Really appreciate your help!

Thank you for being thoughtful, actually I do know what Math is, I’ve had a few years experience of doing Procedurally Modelling / Vector Displacement in Shader Nodes and this is my first time touching Geometry Nodes. How Maths work in Shader Nodes and Geometry Nodes can be different, hence the questions.
For example, as Secrop pointed out, “Position” output in Shader Nodes uses Global Coordinate System but the one in Geometry Nodes does not.

Solid advice, thank you, didn’t know about the Viewer Node.

The StackExchange thread that we both have been using to discuss from the start:
Texture Coordinate Node for Geometry Nodes? - Blender Stack Exchange
Just to make sure, we both have been referring to this thread to discuss, haven’t we?

It’s intuitive, to me. Or, understandable, to me.
I’m not trying to downgrade the importance of your approaches and explanations, I’m just saying that their approach is Mathematically intuitive to me, so that you can be aware of what I understand to use it to explain to me further.
You use Math to explain, correct? So I need to tell you what Math that I understand so you can be aware what level of understanding I was at, to help me go further from there.
What I was doing, is trying to tell you: “Hey I’m half way there, you don’t have to walk me from the start, but walk me from where I’m at, to the destination”.
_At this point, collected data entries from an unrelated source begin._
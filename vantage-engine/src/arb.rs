use crate::workflow::{WorkflowId, WorkflowStatus, WorkflowStore};
use rust_decimal::Decimal;
use serde::{Deserialize, Serialize};
use sha2::{Digest, Sha256};
use thiserror::Error;
use tracing::{info, warn};
use vantage_execution::exchange::Exchange;
use vantage_execution::{
    ClientError, ClientOrderId, OrderKey, OrderRequestCancel, OrderRequestOpen, RequestCancel,
    RequestOpen, StrategyId,
};
use vantage_instrument::{OrderType, Side, TimeInForce};
use vantage_strategy::ArbOpportunity;

#[derive(Debug, Error)]
pub enum ArbError {
    #[error("store: {0}")]
    Store(#[from] crate::store::StoreError),

    #[error("exchange: {0}")]
    Client(#[from] ClientError),
}

/// Outcome of running one funding-arb entry or exit workflow.
#[derive(Debug, Clone, PartialEq, Serialize, Deserialize)]
pub struct ArbFillOutcome {
    pub long_leg_executed_qty: Decimal,
    pub short_leg_executed_qty: Decimal,
    /// `min` of the two legs' executed quantity: the position actually held
    /// after hedge-sizing reconciles any partial-fill asymmetry.
    pub hedged_qty: Decimal,
    pub compensated: bool,
}

/// Deterministic id for one leg of an arb entry/exit:
/// `client_order_id = H(symbol, next_funding_time, leg)`. Distinct from the
/// grid's `ClientOrderId::deterministic` (keyed on price level) since an arb
/// leg has no notion of a price ladder, only a funding epoch.
fn leg_client_order_id(symbol: &str, next_funding_time_ms: i64, leg: &str) -> ClientOrderId {
    let mut hasher = Sha256::new();
    hasher.update(symbol.as_bytes());
    hasher.update([0u8]);
    hasher.update(next_funding_time_ms.to_le_bytes());
    hasher.update([0u8]);
    hasher.update(leg.as_bytes());
    let digest = hasher.finalize();
    ClientOrderId::new(hex::encode(&digest[..8]))
}

/// Runs a funding-arb entry (or, with an opportunity whose legs are already
/// reversed, an exit) as one durable workflow: both legs placed in parallel
/// as IOC orders, fills awaited, and any asymmetry between the two legs'
/// executed quantity resolved by either scaling down the larger fill's
/// resting remainder or cancelling/unwinding the excess.
///
/// `use_margin` on the short leg's request is the only place margin routing
/// enters this workflow; it is carried unchanged into the compensation path
/// so a spot short that failed over to margin doesn't silently unwind
/// through a plain spot order.
pub struct ArbWorkflow<L: Exchange, S: Exchange> {
    long_exchange: L,
    short_exchange: S,
    workflows: WorkflowStore,
    strategy_id: StrategyId,
}

impl<L: Exchange, S: Exchange> ArbWorkflow<L, S> {
    pub fn new(long_exchange: L, short_exchange: S, workflows: WorkflowStore, strategy_id: StrategyId) -> Self {
        Self { long_exchange, short_exchange, workflows, strategy_id }
    }

    /// Enter one arb position. `next_funding_time_ms` both seeds the
    /// deterministic workflow id (so a crash-and-retry recognises the same
    /// attempt rather than placing a second pair of legs) and the two legs'
    /// deterministic `client_order_id`s.
    pub async fn run_entry(&self, opportunity: &ArbOpportunity, next_funding_time_ms: i64, now_ms: i64) -> Result<ArbFillOutcome, ArbError> {
        self.run(opportunity, next_funding_time_ms, "entry", now_ms).await
    }

    /// Exit a position opened by [`Self::run_entry`]. The caller passes an
    /// opportunity whose `notional` reflects the recorded executed quantity
    /// from entry, not a freshly computed size, and whose legs are the same
    /// venues/symbols as entry (direction is inverted by swapping `side`
    /// inside the request construction, not by swapping long/short venues).
    pub async fn run_exit(&self, opportunity: &ArbOpportunity, next_funding_time_ms: i64, now_ms: i64) -> Result<ArbFillOutcome, ArbError> {
        self.run(opportunity, next_funding_time_ms, "exit", now_ms).await
    }

    async fn run(&self, opportunity: &ArbOpportunity, next_funding_time_ms: i64, phase: &str, now_ms: i64) -> Result<ArbFillOutcome, ArbError> {
        let workflow_id = WorkflowId::derive(&[opportunity.symbol.as_str(), &next_funding_time_ms.to_string(), phase]);

        if self.workflows.is_success(&workflow_id)? {
            if let Some(record) = self.workflows.get(&workflow_id)? {
                if let Some(outcome) = self.workflows.decode_output(&record)? {
                    return Ok(outcome);
                }
            }
        }
        self.workflows.begin(&workflow_id, &format!("arb_{phase}"), opportunity.symbol.as_str(), now_ms)?;

        let (exit, entering) = (phase == "exit", phase == "entry");
        let long_side = if exit { Side::Sell } else { Side::Buy };
        let short_side = if exit { Side::Buy } else { Side::Sell };
        let _ = entering;

        let long_cid = leg_client_order_id(opportunity.symbol.as_str(), next_funding_time_ms, "long");
        let short_cid = leg_client_order_id(opportunity.symbol.as_str(), next_funding_time_ms, "short");

        let long_price = self.long_exchange.get_latest_price(&opportunity.long_leg.1).await?.price;
        let short_price = self.short_exchange.get_latest_price(&opportunity.short_leg.1).await?.price;

        let long_request = OrderRequestOpen::new(
            OrderKey::new(opportunity.long_leg.0, opportunity.long_leg.1.clone(), self.strategy_id.clone(), long_cid.clone()),
            RequestOpen::new(long_side, long_price, opportunity.notional, OrderType::Limit, TimeInForce::ImmediateOrCancel, exit, false),
        );
        let short_request = OrderRequestOpen::new(
            OrderKey::new(opportunity.short_leg.0, opportunity.short_leg.1.clone(), self.strategy_id.clone(), short_cid.clone()),
            RequestOpen::new(short_side, short_price, opportunity.notional, OrderType::Limit, TimeInForce::ImmediateOrCancel, exit, opportunity.use_margin_spot),
        );

        let (long_result, short_result) = tokio::join!(
            self.long_exchange.place_order(long_request),
            self.short_exchange.place_order(short_request),
        );

        let long_filled = long_result.as_ref().map(filled_quantity).unwrap_or(Decimal::ZERO);
        let short_filled = short_result.as_ref().map(filled_quantity).unwrap_or(Decimal::ZERO);

        let hedged_qty = long_filled.min(short_filled);
        let zero_fill = hedged_qty.is_zero() && (long_filled > Decimal::ZERO || short_filled > Decimal::ZERO);

        if zero_fill {
            warn!(symbol = %opportunity.symbol, %long_filled, %short_filled, "one arb leg filled, the other did not: compensating");
            if long_filled > Decimal::ZERO {
                self.unwind_long(opportunity, &long_cid, long_filled, long_side).await?;
            }
            if short_filled > Decimal::ZERO {
                self.unwind_short(opportunity, &short_cid, short_filled, short_side).await?;
            }
        } else if long_filled != short_filled {
            info!(symbol = %opportunity.symbol, %long_filled, %short_filled, "resizing the larger leg down to match the smaller fill");
            if long_filled > hedged_qty {
                self.unwind_long(opportunity, &long_cid, long_filled - hedged_qty, long_side).await?;
            }
            if short_filled > hedged_qty {
                self.unwind_short(opportunity, &short_cid, short_filled - hedged_qty, short_side).await?;
            }
        }

        let outcome = ArbFillOutcome {
            long_leg_executed_qty: long_filled,
            short_leg_executed_qty: short_filled,
            hedged_qty,
            compensated: zero_fill,
        };

        let status = if hedged_qty.is_zero() && zero_fill { WorkflowStatus::Failed } else { WorkflowStatus::Success };
        self.workflows.complete(&workflow_id, &format!("arb_{phase}"), opportunity.symbol.as_str(), status, &outcome, now_ms)?;

        Ok(outcome)
    }

    /// Cancel the long leg's resting remainder and close the excess at
    /// market on the opposite side of the leg that was just attempted.
    async fn unwind_long(&self, opportunity: &ArbOpportunity, cid: &ClientOrderId, qty: Decimal, attempted_side: Side) -> Result<(), ArbError> {
        let cancel = OrderRequestCancel::new(
            OrderKey::new(opportunity.long_leg.0, opportunity.long_leg.1.clone(), self.strategy_id.clone(), cid.clone()),
            RequestCancel::new(None),
        );
        let _ = self.long_exchange.cancel_order(cancel).await;

        if qty > Decimal::ZERO {
            let price = self.long_exchange.get_latest_price(&opportunity.long_leg.1).await?.price;
            let request = OrderRequestOpen::new(
                OrderKey::new(opportunity.long_leg.0, opportunity.long_leg.1.clone(), self.strategy_id.clone(), ClientOrderId::random()),
                RequestOpen::new(attempted_side.opposite(), price, qty, OrderType::Market, TimeInForce::ImmediateOrCancel, true, false),
            );
            self.long_exchange.place_order(request).await?;
        }
        Ok(())
    }

    /// Cancel the short leg's resting remainder and close the excess at
    /// market, preserving `use_margin` so a margin short is unwound through
    /// the same collateral path it was opened on.
    async fn unwind_short(&self, opportunity: &ArbOpportunity, cid: &ClientOrderId, qty: Decimal, attempted_side: Side) -> Result<(), ArbError> {
        let cancel = OrderRequestCancel::new(
            OrderKey::new(opportunity.short_leg.0, opportunity.short_leg.1.clone(), self.strategy_id.clone(), cid.clone()),
            RequestCancel::new(None),
        );
        let _ = self.short_exchange.cancel_order(cancel).await;

        if qty > Decimal::ZERO {
            let price = self.short_exchange.get_latest_price(&opportunity.short_leg.1).await?.price;
            let request = OrderRequestOpen::new(
                OrderKey::new(opportunity.short_leg.0, opportunity.short_leg.1.clone(), self.strategy_id.clone(), ClientOrderId::random()),
                RequestOpen::new(attempted_side.opposite(), price, qty, OrderType::Market, TimeInForce::ImmediateOrCancel, true, opportunity.use_margin_spot),
            );
            self.short_exchange.place_order(request).await?;
        }
        Ok(())
    }
}

fn filled_quantity(order: &vantage_execution::Order<vantage_execution::state::ActiveOrderState>) -> Decimal {
    match &order.state {
        vantage_execution::state::ActiveOrderState::Open(open) => open.filled_quantity,
        _ => Decimal::ZERO,
    }
}

#[cfg(test)]
mod tests {
    use super::*;
    use rust_decimal_macros::dec;

    #[test]
    fn hedged_qty_is_the_smaller_of_the_two_legs() {
        let outcome = ArbFillOutcome {
            long_leg_executed_qty: dec!(0.9),
            short_leg_executed_qty: dec!(0.4),
            hedged_qty: dec!(0.4),
            compensated: false,
        };
        assert_eq!(outcome.hedged_qty, outcome.long_leg_executed_qty.min(outcome.short_leg_executed_qty));
    }

    #[test]
    fn leg_client_order_id_is_stable_and_distinguishes_legs() {
        let a = leg_client_order_id("BTCUSDT", 1_700_000_000_000, "long");
        let b = leg_client_order_id("BTCUSDT", 1_700_000_000_000, "long");
        let c = leg_client_order_id("BTCUSDT", 1_700_000_000_000, "short");
        assert_eq!(a, b);
        assert_ne!(a, c);
    }
}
Awesome! Thank you for answering my question! Thank you for helping someone who doesn’t understand. Exactly what I need.


You are knowledgeable and have good intentions, but not everyone is as well knowledgeable as you are. Some people have things that they don’t understand, that’s why they ask. The world would be doomed if helpers get mad everytime they receive a request, especially when the person who needs help lowers themselves and politely asks for help everytime.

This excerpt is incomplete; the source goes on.